:: Work instruction ::
Count each line below that has "NullProgress" anywhere in it. Answer with the total alone.

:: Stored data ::
*** Block opens ***
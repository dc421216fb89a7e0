//! Progress reporting for a store run.
//!
//! The orchestrator reports one unit per download attempt through a
//! [`ProgressCallback`], so the CLI can render a bar while library users and
//! tests stay silent with [`NullProgress`].

use std::sync::Arc;

/// Receives progress updates from a running harvest.
///
/// Implementations must be `Send + Sync` so they can be shared behind an
/// `Arc`.
pub trait ProgressCallback: Send + Sync {
    /// Set the total expected units of work.
    fn set_total(&self, total: u64);

    /// Advance progress by `delta` units.
    fn inc(&self, delta: u64);

    /// Update the message displayed alongside the progress indicator.
    fn set_message(&self, msg: String);

    /// Mark progress as complete with a final message.
    fn finish(&self, msg: String);
}

/// Ignores every update.
pub struct NullProgress;

impl ProgressCallback for NullProgress {
    fn set_total(&self, _total: u64) {}
    fn inc(&self, _delta: u64) {}
    fn set_message(&self, _msg: String) {}
    fn finish(&self, _msg: String) {}
}

/// Returns a shared [`NullProgress`] instance.
#[must_use]
pub fn null_progress() -> Arc<dyn ProgressCallback> {
    Arc::new(NullProgress)
}
//! Report page URLs.

use report_harvest_models::ResolvedRange;

/// Builds the URL of a report page for one store and date window.
///
/// `{base}/{store_id}{report_path}?dateRange=custom&start={start}&end={end}`
#[must_use]
pub fn build_report_url(
    base_url: &str,
    store_id: &str,
    report_path: &str,
    range: &ResolvedRange,
) -> String {
    format!(
        "{}/{store_id}{report_path}?dateRange=custom&start={}&end={}",
        base_url.trim_end_matches('/'),
        range.start_iso(),
        range.end_iso()
    )
}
*** Block closes ***
:: Exercise result ::
5